DATA FOR THE TASK
----
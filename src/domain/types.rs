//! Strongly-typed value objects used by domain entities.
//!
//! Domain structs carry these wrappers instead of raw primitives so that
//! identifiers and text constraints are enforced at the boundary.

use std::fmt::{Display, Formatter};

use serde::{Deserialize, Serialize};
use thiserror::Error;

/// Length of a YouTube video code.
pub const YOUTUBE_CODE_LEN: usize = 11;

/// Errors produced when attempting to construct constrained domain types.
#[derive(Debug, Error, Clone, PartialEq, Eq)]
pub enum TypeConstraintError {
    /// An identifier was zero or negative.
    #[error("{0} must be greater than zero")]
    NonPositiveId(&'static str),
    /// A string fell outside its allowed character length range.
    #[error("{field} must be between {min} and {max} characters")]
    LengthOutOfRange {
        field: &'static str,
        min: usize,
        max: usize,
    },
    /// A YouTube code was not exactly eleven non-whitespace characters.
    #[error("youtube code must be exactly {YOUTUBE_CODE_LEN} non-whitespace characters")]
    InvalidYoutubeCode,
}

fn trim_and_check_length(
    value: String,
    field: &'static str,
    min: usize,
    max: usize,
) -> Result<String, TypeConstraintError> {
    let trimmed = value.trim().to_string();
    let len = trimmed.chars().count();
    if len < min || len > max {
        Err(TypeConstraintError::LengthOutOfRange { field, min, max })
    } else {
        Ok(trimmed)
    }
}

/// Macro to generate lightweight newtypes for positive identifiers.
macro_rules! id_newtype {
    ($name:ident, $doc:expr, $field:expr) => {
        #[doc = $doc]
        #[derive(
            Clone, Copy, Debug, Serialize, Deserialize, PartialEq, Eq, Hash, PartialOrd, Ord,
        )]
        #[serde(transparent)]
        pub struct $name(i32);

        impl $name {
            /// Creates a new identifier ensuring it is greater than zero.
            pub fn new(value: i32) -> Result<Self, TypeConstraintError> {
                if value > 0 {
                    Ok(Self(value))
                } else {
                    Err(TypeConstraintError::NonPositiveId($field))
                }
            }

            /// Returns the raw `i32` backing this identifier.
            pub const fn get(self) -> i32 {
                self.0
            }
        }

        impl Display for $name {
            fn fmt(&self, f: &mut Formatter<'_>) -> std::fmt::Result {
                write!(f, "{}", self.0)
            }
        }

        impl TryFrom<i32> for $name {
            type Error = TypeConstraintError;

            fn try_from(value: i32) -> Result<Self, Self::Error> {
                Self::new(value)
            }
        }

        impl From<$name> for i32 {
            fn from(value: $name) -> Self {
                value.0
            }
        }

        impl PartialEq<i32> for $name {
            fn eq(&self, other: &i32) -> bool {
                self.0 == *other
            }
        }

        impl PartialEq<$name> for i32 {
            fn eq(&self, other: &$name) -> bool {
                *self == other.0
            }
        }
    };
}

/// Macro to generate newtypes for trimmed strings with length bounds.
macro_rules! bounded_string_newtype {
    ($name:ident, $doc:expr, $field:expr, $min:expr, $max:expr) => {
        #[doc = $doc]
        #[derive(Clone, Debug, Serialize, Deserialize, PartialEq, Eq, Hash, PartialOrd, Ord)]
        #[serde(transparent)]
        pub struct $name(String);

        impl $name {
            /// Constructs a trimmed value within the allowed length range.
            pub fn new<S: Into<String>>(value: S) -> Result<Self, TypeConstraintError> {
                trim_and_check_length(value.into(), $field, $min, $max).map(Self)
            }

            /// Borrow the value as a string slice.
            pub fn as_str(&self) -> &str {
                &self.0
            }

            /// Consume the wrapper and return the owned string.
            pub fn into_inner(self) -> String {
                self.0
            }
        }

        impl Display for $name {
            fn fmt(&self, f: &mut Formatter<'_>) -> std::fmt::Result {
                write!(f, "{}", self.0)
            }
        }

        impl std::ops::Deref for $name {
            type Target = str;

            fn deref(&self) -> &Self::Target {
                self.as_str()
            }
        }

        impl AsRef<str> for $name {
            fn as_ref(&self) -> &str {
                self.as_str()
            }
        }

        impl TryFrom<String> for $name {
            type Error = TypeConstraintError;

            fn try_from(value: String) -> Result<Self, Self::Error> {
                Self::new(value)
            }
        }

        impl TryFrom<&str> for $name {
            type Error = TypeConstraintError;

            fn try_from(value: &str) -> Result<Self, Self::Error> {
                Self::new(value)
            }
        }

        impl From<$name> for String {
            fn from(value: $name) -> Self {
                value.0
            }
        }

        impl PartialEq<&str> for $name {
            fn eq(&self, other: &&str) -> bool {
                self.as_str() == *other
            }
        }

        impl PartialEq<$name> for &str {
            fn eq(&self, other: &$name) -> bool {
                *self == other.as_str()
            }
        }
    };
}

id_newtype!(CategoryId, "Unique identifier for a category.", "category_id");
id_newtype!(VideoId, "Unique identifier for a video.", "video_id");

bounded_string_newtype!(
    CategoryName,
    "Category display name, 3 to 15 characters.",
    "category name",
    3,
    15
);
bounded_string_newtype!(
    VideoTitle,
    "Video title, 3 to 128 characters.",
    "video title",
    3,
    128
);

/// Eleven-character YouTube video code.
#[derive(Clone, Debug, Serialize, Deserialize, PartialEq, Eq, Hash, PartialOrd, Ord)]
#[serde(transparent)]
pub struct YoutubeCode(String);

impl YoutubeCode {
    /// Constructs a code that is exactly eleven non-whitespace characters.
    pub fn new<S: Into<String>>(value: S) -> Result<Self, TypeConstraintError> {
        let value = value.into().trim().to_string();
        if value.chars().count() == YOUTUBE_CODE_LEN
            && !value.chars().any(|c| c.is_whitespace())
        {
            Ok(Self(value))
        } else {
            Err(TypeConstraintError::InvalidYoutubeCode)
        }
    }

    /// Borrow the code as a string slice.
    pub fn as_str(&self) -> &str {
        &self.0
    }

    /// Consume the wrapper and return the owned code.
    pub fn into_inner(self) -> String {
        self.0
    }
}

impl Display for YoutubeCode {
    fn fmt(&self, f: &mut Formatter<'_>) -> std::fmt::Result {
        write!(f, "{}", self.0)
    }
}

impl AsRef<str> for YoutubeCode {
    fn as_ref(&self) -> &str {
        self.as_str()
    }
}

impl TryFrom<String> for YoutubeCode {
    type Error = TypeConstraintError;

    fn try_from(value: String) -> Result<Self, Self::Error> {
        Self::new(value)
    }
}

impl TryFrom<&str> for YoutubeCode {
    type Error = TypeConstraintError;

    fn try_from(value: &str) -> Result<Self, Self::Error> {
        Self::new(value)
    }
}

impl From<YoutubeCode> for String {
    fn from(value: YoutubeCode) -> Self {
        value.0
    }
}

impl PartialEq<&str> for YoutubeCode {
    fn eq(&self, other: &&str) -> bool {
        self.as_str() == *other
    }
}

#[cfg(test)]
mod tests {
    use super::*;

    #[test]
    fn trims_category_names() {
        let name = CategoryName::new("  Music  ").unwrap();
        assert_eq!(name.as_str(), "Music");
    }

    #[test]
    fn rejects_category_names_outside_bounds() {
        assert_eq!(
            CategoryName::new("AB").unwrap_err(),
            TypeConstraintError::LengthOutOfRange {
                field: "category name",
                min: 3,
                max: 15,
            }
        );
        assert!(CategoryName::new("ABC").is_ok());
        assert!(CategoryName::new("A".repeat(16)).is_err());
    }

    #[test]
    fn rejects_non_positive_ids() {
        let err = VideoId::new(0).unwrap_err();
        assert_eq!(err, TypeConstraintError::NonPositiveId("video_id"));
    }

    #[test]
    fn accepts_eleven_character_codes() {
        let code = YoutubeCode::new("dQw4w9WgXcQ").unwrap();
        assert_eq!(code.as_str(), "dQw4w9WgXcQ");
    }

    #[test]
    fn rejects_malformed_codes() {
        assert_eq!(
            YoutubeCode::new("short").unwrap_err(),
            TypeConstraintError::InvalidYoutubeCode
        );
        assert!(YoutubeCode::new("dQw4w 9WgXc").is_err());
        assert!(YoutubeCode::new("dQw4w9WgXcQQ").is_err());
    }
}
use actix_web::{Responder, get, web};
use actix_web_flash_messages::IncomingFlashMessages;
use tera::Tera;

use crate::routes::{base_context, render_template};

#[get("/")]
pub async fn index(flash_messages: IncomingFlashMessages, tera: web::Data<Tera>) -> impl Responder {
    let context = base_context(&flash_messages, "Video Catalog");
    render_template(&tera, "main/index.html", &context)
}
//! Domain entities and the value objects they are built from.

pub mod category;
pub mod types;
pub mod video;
----
INSTRUCTIONS TO FOLLOW
Restate exactly the records above from their first line through the line that holds "constrained domain types.", please, including both and leaving out all others.

EXERCISE SOLUTION
filename src/domain/types.rs
//! Strongly-typed value objects used by domain entities.
//!
//! Domain structs carry these wrappers instead of raw primitives so that
//! identifiers and text constraints are enforced at the boundary.

use std::fmt::{Display, Formatter};

use serde::{Deserialize, Serialize};
use thiserror::Error;

/// Length of a YouTube video code.
pub const YOUTUBE_CODE_LEN: usize = 11;

/// Errors produced when attempting to construct constrained domain types.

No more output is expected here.